=== DATA SHOWN ===
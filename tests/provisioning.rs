//! Tests for downloading signing files over HTTP blob storage.

use appdist::provisioning::{ProvisioningDirectories, SigningFiles};
use appdist::{AppDistError, BlobStorage, HttpBlobStorage, ManualProvisioning};
use tokio_test::{assert_err, assert_ok};
use wiremock::matchers::{header, method, path};
use wiremock::{Mock, MockServer, ResponseTemplate};

async fn mount_object(server: &MockServer, name: &str, contents: &[u8]) {
    Mock::given(method("GET"))
        .and(path(format!("/{name}")))
        .and(header("authorization", "Bearer storage-token"))
        .respond_with(ResponseTemplate::new(200).set_body_bytes(contents.to_vec()))
        .expect(1)
        .mount(server)
        .await;
}

#[tokio::test]
async fn test_http_storage_writes_object_bytes() {
    let mock_server = MockServer::start().await;
    mount_object(&mock_server, "dist.p12", &[0x30, 0x82, 0x0a, 0x00]).await;

    let dir = tempfile::tempdir().unwrap();
    let destination = dir.path().join("nested").join("certificate.p12");

    let storage = HttpBlobStorage::new("storage-token", &mock_server.uri()).unwrap();
    assert_ok!(storage.save_to_file("dist.p12", &destination).await);

    assert_eq!(std::fs::read(&destination).unwrap(), vec![0x30, 0x82, 0x0a, 0x00]);
}

#[tokio::test]
async fn test_http_storage_missing_object() {
    let mock_server = MockServer::start().await;
    Mock::given(method("GET"))
        .and(path("/missing.p12"))
        .respond_with(ResponseTemplate::new(404).set_body_string("No such object"))
        .expect(1)
        .mount(&mock_server)
        .await;

    let dir = tempfile::tempdir().unwrap();
    let destination = dir.path().join("certificate.p12");

    let storage = HttpBlobStorage::new("storage-token", &mock_server.uri()).unwrap();
    let err = assert_err!(storage.save_to_file("missing.p12", &destination).await);

    match err {
        AppDistError::Api {
            message,
            status_code,
        } => {
            assert_eq!(message, "No such object");
            assert_eq!(status_code, Some(404));
        }
        other => panic!("unexpected error: {other:?}"),
    }
    assert!(!destination.exists());
}

#[tokio::test]
async fn test_fetch_signing_files_over_http() {
    let mock_server = MockServer::start().await;
    mount_object(&mock_server, "development.mobileprovision", b"profile").await;
    mount_object(&mock_server, "development.p12", b"certificate").await;
    mount_object(&mock_server, "development.password", b"hunter2").await;

    let dir = tempfile::tempdir().unwrap();
    let directories =
        ProvisioningDirectories::new(dir.path().join("profiles"), dir.path().join("certificates"));
    let storage = HttpBlobStorage::new("storage-token", &mock_server.uri()).unwrap();
    let provisioning = ManualProvisioning::new(storage, directories);

    let files = assert_ok!(
        provisioning
            .fetch_signing_files(
                &["development.mobileprovision".to_string()],
                "development.p12",
                Some("development.password"),
            )
            .await
    );

    let certificate = dir.path().join("certificates").join("certificate.p12");
    assert_eq!(
        files,
        SigningFiles {
            profiles: vec![dir.path().join("profiles").join("profile.mobileprovision")],
            certificate: certificate.clone(),
        }
    );
    assert_eq!(
        std::fs::read_to_string(dir.path().join("certificates").join("certificate.p12.password"))
            .unwrap(),
        "hunter2"
    );
}

#[tokio::test]
async fn test_empty_certificate_name_downloads_nothing() {
    let mock_server = MockServer::start().await;
    Mock::given(method("GET"))
        .respond_with(ResponseTemplate::new(200))
        .expect(0)
        .mount(&mock_server)
        .await;

    let dir = tempfile::tempdir().unwrap();
    let storage = HttpBlobStorage::new("storage-token", &mock_server.uri()).unwrap();
    let provisioning = ManualProvisioning::new(
        storage,
        ProvisioningDirectories::new(dir.path().join("p"), dir.path().join("c")),
    );

    let err = assert_err!(
        provisioning
            .fetch_signing_files(&["profile".to_string()], "", None)
            .await
    );
    assert!(err.is_local_validation());
}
===
If a line of the data above contains "such", copy it out.

SOLUTION TO THIS PROBLEM:
        .respond_with(ResponseTemplate::new(404).set_body_string("No such object"))
            assert_eq!(message, "No such object");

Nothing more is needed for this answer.